→ **Your task**
Below are some records; find each line that carries the word "SyntaxReference" and copy it.

____

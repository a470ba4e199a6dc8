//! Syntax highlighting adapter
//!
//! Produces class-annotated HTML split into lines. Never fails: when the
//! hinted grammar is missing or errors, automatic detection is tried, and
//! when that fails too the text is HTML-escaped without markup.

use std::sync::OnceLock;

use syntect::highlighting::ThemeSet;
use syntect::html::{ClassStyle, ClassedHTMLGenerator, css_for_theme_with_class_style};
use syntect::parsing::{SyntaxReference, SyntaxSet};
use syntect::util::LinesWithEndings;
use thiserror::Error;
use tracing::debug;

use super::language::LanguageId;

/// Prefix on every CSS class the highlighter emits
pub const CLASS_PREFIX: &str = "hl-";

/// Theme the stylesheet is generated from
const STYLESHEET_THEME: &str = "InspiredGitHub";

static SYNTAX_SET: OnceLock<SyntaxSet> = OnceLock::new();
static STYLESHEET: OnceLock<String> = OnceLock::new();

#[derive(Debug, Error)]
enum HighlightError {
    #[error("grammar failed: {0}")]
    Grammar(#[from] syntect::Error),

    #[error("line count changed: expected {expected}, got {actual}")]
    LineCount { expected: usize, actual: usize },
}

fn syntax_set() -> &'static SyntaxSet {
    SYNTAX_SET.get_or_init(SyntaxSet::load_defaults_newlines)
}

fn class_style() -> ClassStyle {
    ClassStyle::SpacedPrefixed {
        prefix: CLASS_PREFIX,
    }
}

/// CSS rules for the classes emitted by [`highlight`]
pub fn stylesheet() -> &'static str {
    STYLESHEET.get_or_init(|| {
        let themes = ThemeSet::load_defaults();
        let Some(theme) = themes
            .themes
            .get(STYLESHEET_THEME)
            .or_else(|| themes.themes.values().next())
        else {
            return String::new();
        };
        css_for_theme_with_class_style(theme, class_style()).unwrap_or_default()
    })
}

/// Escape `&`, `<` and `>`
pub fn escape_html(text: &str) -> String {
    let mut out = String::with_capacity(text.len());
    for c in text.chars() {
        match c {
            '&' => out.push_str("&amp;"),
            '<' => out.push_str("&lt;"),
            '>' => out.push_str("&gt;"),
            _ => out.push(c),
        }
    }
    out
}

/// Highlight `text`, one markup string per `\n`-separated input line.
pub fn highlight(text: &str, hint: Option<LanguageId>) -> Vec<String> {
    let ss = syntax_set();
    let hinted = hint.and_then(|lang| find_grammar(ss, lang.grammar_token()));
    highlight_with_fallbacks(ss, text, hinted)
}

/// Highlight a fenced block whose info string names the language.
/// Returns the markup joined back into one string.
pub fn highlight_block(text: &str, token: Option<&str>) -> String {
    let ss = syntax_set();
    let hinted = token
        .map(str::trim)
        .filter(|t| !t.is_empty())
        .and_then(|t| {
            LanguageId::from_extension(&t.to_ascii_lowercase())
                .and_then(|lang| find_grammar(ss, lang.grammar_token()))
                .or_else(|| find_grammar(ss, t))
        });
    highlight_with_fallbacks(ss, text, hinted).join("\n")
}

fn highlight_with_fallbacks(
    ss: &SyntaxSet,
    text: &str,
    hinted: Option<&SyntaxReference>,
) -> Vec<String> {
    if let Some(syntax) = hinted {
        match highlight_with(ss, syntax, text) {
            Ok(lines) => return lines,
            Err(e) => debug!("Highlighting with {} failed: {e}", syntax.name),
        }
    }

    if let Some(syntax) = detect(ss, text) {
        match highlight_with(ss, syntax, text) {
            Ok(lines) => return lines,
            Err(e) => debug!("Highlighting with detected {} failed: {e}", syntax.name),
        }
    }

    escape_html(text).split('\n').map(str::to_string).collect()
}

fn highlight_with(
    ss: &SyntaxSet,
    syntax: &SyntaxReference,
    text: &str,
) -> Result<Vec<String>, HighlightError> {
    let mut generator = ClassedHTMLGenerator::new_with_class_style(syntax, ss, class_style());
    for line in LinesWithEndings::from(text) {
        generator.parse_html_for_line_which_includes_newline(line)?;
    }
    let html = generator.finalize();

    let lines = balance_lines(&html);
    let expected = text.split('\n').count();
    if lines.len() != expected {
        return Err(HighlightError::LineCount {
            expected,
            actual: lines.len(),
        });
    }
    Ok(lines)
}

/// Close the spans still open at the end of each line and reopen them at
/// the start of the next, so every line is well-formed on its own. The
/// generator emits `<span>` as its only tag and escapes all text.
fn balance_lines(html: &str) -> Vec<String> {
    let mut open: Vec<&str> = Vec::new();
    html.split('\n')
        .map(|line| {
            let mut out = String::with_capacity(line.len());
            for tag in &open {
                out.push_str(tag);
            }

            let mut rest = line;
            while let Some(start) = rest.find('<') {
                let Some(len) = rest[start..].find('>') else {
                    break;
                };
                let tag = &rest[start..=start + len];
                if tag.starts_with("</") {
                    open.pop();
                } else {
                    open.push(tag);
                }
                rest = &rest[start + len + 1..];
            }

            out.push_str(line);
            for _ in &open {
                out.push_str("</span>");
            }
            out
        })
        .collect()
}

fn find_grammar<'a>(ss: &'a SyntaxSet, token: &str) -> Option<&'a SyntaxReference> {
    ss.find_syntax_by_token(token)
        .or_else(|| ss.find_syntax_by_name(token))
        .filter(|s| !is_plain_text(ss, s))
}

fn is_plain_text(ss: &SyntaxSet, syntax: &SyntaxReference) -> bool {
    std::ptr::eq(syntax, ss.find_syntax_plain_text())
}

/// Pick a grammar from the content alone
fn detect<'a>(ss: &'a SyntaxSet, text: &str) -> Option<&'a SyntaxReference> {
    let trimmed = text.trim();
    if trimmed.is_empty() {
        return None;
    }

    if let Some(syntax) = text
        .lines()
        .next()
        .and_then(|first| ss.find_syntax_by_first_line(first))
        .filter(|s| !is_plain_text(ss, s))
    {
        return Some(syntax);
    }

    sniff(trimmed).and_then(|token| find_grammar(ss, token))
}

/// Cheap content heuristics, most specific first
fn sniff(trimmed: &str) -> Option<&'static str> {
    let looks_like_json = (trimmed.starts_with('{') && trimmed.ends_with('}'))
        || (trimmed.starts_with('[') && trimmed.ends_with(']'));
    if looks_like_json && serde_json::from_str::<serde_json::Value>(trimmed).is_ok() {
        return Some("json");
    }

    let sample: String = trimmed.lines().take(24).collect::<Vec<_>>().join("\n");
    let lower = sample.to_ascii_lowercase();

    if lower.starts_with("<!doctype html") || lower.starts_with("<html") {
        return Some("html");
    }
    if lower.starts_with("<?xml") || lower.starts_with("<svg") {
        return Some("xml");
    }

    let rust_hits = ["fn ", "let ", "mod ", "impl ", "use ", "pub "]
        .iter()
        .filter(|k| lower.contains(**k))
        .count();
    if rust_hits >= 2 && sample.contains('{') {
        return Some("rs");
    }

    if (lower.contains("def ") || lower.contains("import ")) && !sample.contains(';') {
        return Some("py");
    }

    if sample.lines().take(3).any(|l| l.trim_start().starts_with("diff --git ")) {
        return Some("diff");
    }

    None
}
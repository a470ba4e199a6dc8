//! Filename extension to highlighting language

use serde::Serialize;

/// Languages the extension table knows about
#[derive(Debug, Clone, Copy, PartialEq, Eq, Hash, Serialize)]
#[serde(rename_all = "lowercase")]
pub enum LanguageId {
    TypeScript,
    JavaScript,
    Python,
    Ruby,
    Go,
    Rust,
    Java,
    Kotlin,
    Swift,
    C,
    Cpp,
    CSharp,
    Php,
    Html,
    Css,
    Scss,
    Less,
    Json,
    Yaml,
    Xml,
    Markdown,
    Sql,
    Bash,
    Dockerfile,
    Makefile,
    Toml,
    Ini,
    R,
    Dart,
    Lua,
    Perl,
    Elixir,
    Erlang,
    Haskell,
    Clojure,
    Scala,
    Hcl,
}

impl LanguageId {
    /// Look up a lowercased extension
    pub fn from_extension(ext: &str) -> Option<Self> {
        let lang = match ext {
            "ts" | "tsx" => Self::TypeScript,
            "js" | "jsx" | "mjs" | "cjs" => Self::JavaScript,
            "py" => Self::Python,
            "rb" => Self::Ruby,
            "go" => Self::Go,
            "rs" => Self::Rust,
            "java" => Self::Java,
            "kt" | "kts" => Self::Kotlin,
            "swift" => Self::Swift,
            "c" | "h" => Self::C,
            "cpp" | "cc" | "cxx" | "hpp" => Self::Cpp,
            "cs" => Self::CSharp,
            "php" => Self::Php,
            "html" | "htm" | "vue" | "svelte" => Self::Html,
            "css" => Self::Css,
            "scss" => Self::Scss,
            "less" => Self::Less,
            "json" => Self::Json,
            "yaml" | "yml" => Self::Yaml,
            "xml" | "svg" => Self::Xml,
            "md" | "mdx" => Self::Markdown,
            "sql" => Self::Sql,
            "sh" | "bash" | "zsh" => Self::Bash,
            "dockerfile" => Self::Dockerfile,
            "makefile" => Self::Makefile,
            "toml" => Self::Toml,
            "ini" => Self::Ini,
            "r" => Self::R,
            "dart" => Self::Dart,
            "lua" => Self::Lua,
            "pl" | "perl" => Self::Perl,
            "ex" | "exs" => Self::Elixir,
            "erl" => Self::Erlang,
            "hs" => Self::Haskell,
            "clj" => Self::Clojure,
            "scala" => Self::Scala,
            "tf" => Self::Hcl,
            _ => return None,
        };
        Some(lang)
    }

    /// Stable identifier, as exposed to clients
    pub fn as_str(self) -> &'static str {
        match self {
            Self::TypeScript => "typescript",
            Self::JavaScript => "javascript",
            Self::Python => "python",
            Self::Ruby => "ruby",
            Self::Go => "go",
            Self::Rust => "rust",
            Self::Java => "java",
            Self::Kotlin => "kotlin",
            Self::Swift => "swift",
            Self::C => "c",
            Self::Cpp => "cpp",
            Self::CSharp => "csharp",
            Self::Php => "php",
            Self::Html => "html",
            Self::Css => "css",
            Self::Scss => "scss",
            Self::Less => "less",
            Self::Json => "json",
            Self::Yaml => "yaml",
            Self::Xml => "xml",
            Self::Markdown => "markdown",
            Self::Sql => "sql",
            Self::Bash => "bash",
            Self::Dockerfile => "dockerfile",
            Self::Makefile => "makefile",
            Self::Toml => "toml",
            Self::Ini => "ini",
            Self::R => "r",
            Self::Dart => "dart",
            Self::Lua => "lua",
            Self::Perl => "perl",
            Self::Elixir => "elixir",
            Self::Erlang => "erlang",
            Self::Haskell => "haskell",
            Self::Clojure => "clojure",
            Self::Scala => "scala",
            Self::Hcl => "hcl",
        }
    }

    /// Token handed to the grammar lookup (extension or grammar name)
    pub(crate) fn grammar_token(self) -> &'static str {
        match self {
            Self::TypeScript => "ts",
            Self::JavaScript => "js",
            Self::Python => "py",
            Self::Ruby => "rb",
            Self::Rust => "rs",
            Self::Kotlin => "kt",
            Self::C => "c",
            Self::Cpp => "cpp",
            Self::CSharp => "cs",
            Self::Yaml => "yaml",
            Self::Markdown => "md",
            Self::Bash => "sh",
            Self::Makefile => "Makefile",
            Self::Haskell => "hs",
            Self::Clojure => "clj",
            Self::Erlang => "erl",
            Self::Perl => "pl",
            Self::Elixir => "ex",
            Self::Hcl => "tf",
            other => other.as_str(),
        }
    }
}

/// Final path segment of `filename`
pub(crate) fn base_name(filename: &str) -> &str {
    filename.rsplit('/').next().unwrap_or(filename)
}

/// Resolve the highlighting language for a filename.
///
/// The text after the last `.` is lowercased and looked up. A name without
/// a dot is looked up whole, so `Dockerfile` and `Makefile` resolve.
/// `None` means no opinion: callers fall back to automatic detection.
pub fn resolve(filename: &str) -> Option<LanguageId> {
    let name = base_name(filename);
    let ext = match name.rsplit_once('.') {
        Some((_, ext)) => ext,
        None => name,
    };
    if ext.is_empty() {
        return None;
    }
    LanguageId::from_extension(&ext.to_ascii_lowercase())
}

____

→ **Response**
use syntect::parsing::{SyntaxReference, SyntaxSet};
    hinted: Option<&SyntaxReference>,
    syntax: &SyntaxReference,
fn find_grammar<'a>(ss: &'a SyntaxSet, token: &str) -> Option<&'a SyntaxReference> {
fn is_plain_text(ss: &SyntaxSet, syntax: &SyntaxReference) -> bool {
fn detect<'a>(ss: &'a SyntaxSet, text: &str) -> Option<&'a SyntaxReference> {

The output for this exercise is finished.